##### Records for this exercise

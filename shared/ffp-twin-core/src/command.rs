//! Typed pipeline commands.
//!
//! [`Command`] is a tagged union of the commands a stage knows how to
//! interpret plus a [`Command::Passthrough`] fallback that carries any other
//! command verbatim so it can be forwarded with its declared length.

use glam::{Mat4, Vec2, Vec3, Vec4};

use crate::protocol::{fragment_state, light_state, raster_state, Opcode};

/// Per-vertex payload layout of a triangle command.
#[derive(Debug, Clone, Copy, PartialEq, Eq)]
pub enum VertexLayout {
    /// xyz, rgba
    Vertex3,
    /// xyzw, rgba
    Vertex4,
    /// xyz, ambient rgba, diffuse rgba, normal
    Vertex3N3,
    /// xyzw, ambient rgba, diffuse rgba, normal
    Vertex4N3,
    /// xyz, rgba, st
    Vertex3Tc,
    /// xyzw, rgba, st
    Vertex4Tc,
}

impl VertexLayout {
    pub fn from_opcode(op: Opcode) -> Option<Self> {
        match op {
            Opcode::Vertex3 => Some(VertexLayout::Vertex3),
            Opcode::Vertex4 => Some(VertexLayout::Vertex4),
            Opcode::Vertex3N3 => Some(VertexLayout::Vertex3N3),
            Opcode::Vertex4N3 => Some(VertexLayout::Vertex4N3),
            Opcode::Vertex3Tc => Some(VertexLayout::Vertex3Tc),
            Opcode::Vertex4Tc => Some(VertexLayout::Vertex4Tc),
            _ => None,
        }
    }

    pub fn opcode(self) -> Opcode {
        match self {
            VertexLayout::Vertex3 => Opcode::Vertex3,
            VertexLayout::Vertex4 => Opcode::Vertex4,
            VertexLayout::Vertex3N3 => Opcode::Vertex3N3,
            VertexLayout::Vertex4N3 => Opcode::Vertex4N3,
            VertexLayout::Vertex3Tc => Opcode::Vertex3Tc,
            VertexLayout::Vertex4Tc => Opcode::Vertex4Tc,
        }
    }

    /// Position carries a W component (screen-space layouts).
    pub fn has_w(self) -> bool {
        matches!(
            self,
            VertexLayout::Vertex4 | VertexLayout::Vertex4N3 | VertexLayout::Vertex4Tc
        )
    }

    /// Vertices carry a diffuse material color and a normal.
    pub fn has_normal(self) -> bool {
        matches!(self, VertexLayout::Vertex3N3 | VertexLayout::Vertex4N3)
    }

    /// Vertices carry a texture coordinate.
    pub fn has_texcoord(self) -> bool {
        matches!(self, VertexLayout::Vertex3Tc | VertexLayout::Vertex4Tc)
    }

    /// The screen-space layout a transformed triangle of this layout is sent as.
    pub fn transformed(self) -> Self {
        match self {
            VertexLayout::Vertex3 | VertexLayout::Vertex4 => VertexLayout::Vertex4,
            VertexLayout::Vertex3N3 | VertexLayout::Vertex4N3 => VertexLayout::Vertex4N3,
            VertexLayout::Vertex3Tc | VertexLayout::Vertex4Tc => VertexLayout::Vertex4Tc,
        }
    }

    /// Payload words per vertex.
    pub fn vertex_words(self) -> usize {
        let mut words = if self.has_w() { 4 } else { 3 } + 4;
        if self.has_texcoord() {
            words += 2;
        }
        if self.has_normal() {
            words += 4 + 3;
        }
        words
    }
}

/// One vertex of a triangle command.
///
/// Under lighting `color` carries the ambient material color and `diffuse`
/// the diffuse material color; otherwise `diffuse` and `normal` are unused.
/// Attributes absent from the layout are zero.
#[derive(Debug, Clone, Copy, PartialEq, Default)]
pub struct Vertex {
    pub position: Vec4,
    pub color: Vec4,
    pub diffuse: Vec4,
    pub normal: Vec3,
    pub texcoord: Vec2,
}

impl Vertex {
    /// A vertex with only position and color.
    pub fn new(position: Vec4, color: Vec4) -> Self {
        Self {
            position,
            color,
            ..Default::default()
        }
    }

    pub fn with_texcoord(mut self, texcoord: Vec2) -> Self {
        self.texcoord = texcoord;
        self
    }

    pub fn with_lighting(mut self, diffuse: Vec4, normal: Vec3) -> Self {
        self.diffuse = diffuse;
        self.normal = normal;
        self
    }
}

/// A triangle command: three vertices sharing one layout.
#[derive(Debug, Clone, Copy, PartialEq)]
pub struct Triangle {
    pub layout: VertexLayout,
    pub vertices: [Vertex; 3],
}

impl Triangle {
    pub fn new(layout: VertexLayout, vertices: [Vertex; 3]) -> Self {
        Self { layout, vertices }
    }
}

/// Viewport transform parameters.
#[derive(Debug, Clone, Copy, PartialEq)]
pub struct Viewport {
    pub x0: u32,
    pub y0: u32,
    pub half_width: f32,
    pub half_height: f32,
    /// `(far - near) / 2`
    pub depth_scale: f32,
    /// `(far + near) / 2`
    pub depth_bias: f32,
}

impl Viewport {
    /// Start-up viewport covering a `width` x `height` screen.
    pub fn for_screen(width: u32, height: u32) -> Self {
        Self {
            x0: 0,
            y0: 0,
            half_width: (width / 2) as f32,
            half_height: (height / 2) as f32,
            depth_scale: 0.5,
            depth_bias: 0.5,
        }
    }
}

/// Face culling state of the rasterizer.
#[derive(Debug, Clone, Copy, PartialEq, Eq)]
pub struct RasterState {
    pub draw_front: bool,
    pub draw_back: bool,
}

impl Default for RasterState {
    fn default() -> Self {
        Self::from_bits(raster_state::DRAW_BOTH)
    }
}

impl RasterState {
    pub fn from_bits(bits: u32) -> Self {
        Self {
            draw_front: bits & raster_state::DRAW_FRONT != 0,
            draw_back: bits & raster_state::DRAW_BACK != 0,
        }
    }

    pub fn bits(&self) -> u32 {
        let mut bits = 0;
        if self.draw_front {
            bits |= raster_state::DRAW_FRONT;
        }
        if self.draw_back {
            bits |= raster_state::DRAW_BACK;
        }
        bits
    }
}

/// Blend factor selector.
#[repr(u8)]
#[derive(Debug, Clone, Copy, PartialEq, Eq)]
pub enum BlendFactor {
    Zero = 0,
    One = 1,
    SrcColor = 2,
    OneMinusSrcColor = 3,
    DstColor = 4,
    OneMinusDstColor = 5,
    SrcAlpha = 6,
    OneMinusSrcAlpha = 7,
    DstAlpha = 8,
    OneMinusDstAlpha = 9,
    SrcAlphaSaturate = 10,
}

impl BlendFactor {
    /// Decode a selector. Returns the raw bits for values with no variant.
    pub const fn from_bits(bits: u8) -> Result<Self, u8> {
        match bits {
            0 => Ok(Self::Zero),
            1 => Ok(Self::One),
            2 => Ok(Self::SrcColor),
            3 => Ok(Self::OneMinusSrcColor),
            4 => Ok(Self::DstColor),
            5 => Ok(Self::OneMinusDstColor),
            6 => Ok(Self::SrcAlpha),
            7 => Ok(Self::OneMinusSrcAlpha),
            8 => Ok(Self::DstAlpha),
            9 => Ok(Self::OneMinusDstAlpha),
            10 => Ok(Self::SrcAlphaSaturate),
            bits => Err(bits),
        }
    }

    #[must_use]
    pub const fn bits(&self) -> u8 {
        *self as u8
    }
}

/// Fragment test and blend state as carried on the wire.
///
/// Blend factors stay raw selectors here; the fragment stage validates them
/// when blending is enabled.
#[derive(Debug, Clone, Copy, PartialEq, Eq)]
pub struct FragmentState {
    pub depth_test: bool,
    pub depth_write: bool,
    pub alpha_test: bool,
    pub blend: bool,
    pub src_factor: u8,
    pub dst_factor: u8,
}

impl Default for FragmentState {
    fn default() -> Self {
        Self {
            depth_test: false,
            depth_write: false,
            alpha_test: false,
            blend: false,
            src_factor: BlendFactor::One.bits(),
            dst_factor: BlendFactor::Zero.bits(),
        }
    }
}

impl FragmentState {
    pub fn from_bits(bits: u32) -> Self {
        Self {
            depth_test: bits & fragment_state::DEPTH_TEST != 0,
            depth_write: bits & fragment_state::DEPTH_WRITE != 0,
            alpha_test: bits & fragment_state::ALPHA_TEST != 0,
            blend: bits & fragment_state::BLEND != 0,
            src_factor: ((bits >> fragment_state::SRC_FACTOR_SHIFT) & fragment_state::FACTOR_MASK)
                as u8,
            dst_factor: ((bits >> fragment_state::DST_FACTOR_SHIFT) & fragment_state::FACTOR_MASK)
                as u8,
        }
    }

    pub fn bits(&self) -> u32 {
        let mut bits = 0;
        if self.depth_test {
            bits |= fragment_state::DEPTH_TEST;
        }
        if self.depth_write {
            bits |= fragment_state::DEPTH_WRITE;
        }
        if self.alpha_test {
            bits |= fragment_state::ALPHA_TEST;
        }
        if self.blend {
            bits |= fragment_state::BLEND;
        }
        bits | ((self.src_factor as u32 & fragment_state::FACTOR_MASK)
            << fragment_state::SRC_FACTOR_SHIFT)
            | ((self.dst_factor as u32 & fragment_state::FACTOR_MASK)
                << fragment_state::DST_FACTOR_SHIFT)
    }
}

/// Single light parameters.
#[derive(Debug, Clone, Copy, PartialEq)]
pub struct LightParams {
    /// Pre-normalized direction towards the light, w = 0.
    pub direction: Vec4,
    pub diffuse_color: Vec4,
}

impl Default for LightParams {
    fn default() -> Self {
        Self {
            direction: Vec4::new(0.0, 0.0, 1.0, 0.0),
            diffuse_color: Vec4::new(1.0, 1.0, 1.0, 0.0),
        }
    }
}

/// Texture binding: image location in external memory and its size.
#[derive(Debug, Clone, Copy, PartialEq, Eq)]
pub struct TextureBinding {
    pub offset: u32,
    pub width: u16,
    pub height: u16,
}

impl TextureBinding {
    pub fn size_word(&self) -> u32 {
        self.width as u32 | ((self.height as u32) << 16)
    }

    pub fn from_words(offset: u32, size: u32) -> Self {
        Self {
            offset,
            width: (size & 0xFFFF) as u16,
            height: ((size >> 16) & 0xFFFF) as u16,
        }
    }
}

/// A colored fragment.
#[derive(Debug, Clone, Copy, PartialEq, Eq, Hash)]
pub struct Fragment {
    pub x: u16,
    pub y: u16,
    /// 24-bit depth.
    pub z: u32,
    /// Packed ARGB.
    pub color: u32,
}

/// A fragment carrying a texture coordinate instead of a color.
#[derive(Debug, Clone, Copy, PartialEq)]
pub struct TexFragment {
    pub x: u16,
    pub y: u16,
    pub z: u32,
    pub s: f32,
    pub t: f32,
}

/// Packs a fragment position into one payload word.
#[inline]
pub fn pack_xy(x: u16, y: u16) -> u32 {
    ((y as u32) << 16) | x as u32
}

/// Splits a packed fragment position into `(x, y)`.
#[inline]
pub fn unpack_xy(word: u32) -> (u16, u16) {
    ((word & 0xFFFF) as u16, ((word >> 16) & 0xFFFF) as u16)
}

/// A command this stage does not interpret, carried verbatim.
#[derive(Debug, Clone, PartialEq, Eq)]
pub struct RawCommand {
    pub word: u32,
    pub payload: Vec<u32>,
}

impl RawCommand {
    pub fn opcode(&self) -> u8 {
        crate::protocol::opcode_byte(self.word)
    }
}

/// A decoded pipeline command.
#[derive(Debug, Clone, PartialEq)]
pub enum Command {
    Triangle(Triangle),
    ModelMatrix(Mat4),
    ProjectionMatrix(Mat4),
    NormalMatrix(Mat4),
    Viewport(Viewport),
    RasterState(RasterState),
    FragmentState(FragmentState),
    LightState { enabled: bool },
    LightParams(LightParams),
    BlendParams(u32),
    BindTexture(TextureBinding),
    Fragment(Fragment),
    TexFragment(TexFragment),
    Sync,
    ClearFramebuffer,
    ClearDepth,
    Nop,
    Passthrough(RawCommand),
}

impl Command {
    /// The command word this command is written with.
    pub fn word(&self) -> u32 {
        match self {
            Command::Triangle(tri) => tri.layout.opcode().word(),
            Command::ModelMatrix(_) => Opcode::ModelMatrix.word(),
            Command::ProjectionMatrix(_) => Opcode::ProjectionMatrix.word(),
            Command::NormalMatrix(_) => Opcode::NormalMatrix.word(),
            Command::Viewport(_) => Opcode::ViewportParams.word(),
            Command::RasterState(_) => Opcode::RasterState.word(),
            Command::FragmentState(_) => Opcode::FragmentState.word(),
            Command::LightState { .. } => Opcode::LightState.word(),
            Command::LightParams(_) => Opcode::LightParams.word(),
            Command::BlendParams(_) => Opcode::BlendParams.word(),
            Command::BindTexture(_) => Opcode::BindTexture.word(),
            Command::Fragment(_) => Opcode::Fragment.word(),
            Command::TexFragment(_) => Opcode::TexFragment.word(),
            Command::Sync => Opcode::Sync.word(),
            Command::ClearFramebuffer => Opcode::ClearFramebuffer.word(),
            Command::ClearDepth => Opcode::ClearDepth.word(),
            Command::Nop => Opcode::Nop.word(),
            Command::Passthrough(raw) => raw.word,
        }
    }

    pub fn light_state_bits(enabled: bool) -> u32 {
        if enabled {
            light_state::ENABLE
        } else {
            0
        }
    }
}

##########

In the material above, transcribe exactly the lines beginning at the one with "#[derive(Debug, Clone, Copy, PartialEq, Default)]" and ending at the one with "pub fn with_texcoord(mut", both included.

#[derive(Debug, Clone, Copy, PartialEq, Default)]
pub struct Vertex {
    pub position: Vec4,
    pub color: Vec4,
    pub diffuse: Vec4,
    pub normal: Vec3,
    pub texcoord: Vec2,
}

impl Vertex {
    /// A vertex with only position and color.
    pub fn new(position: Vec4, color: Vec4) -> Self {
        Self {
            position,
            color,
            ..Default::default()
        }
    }

    pub fn with_texcoord(mut self, texcoord: Vec2) -> Self {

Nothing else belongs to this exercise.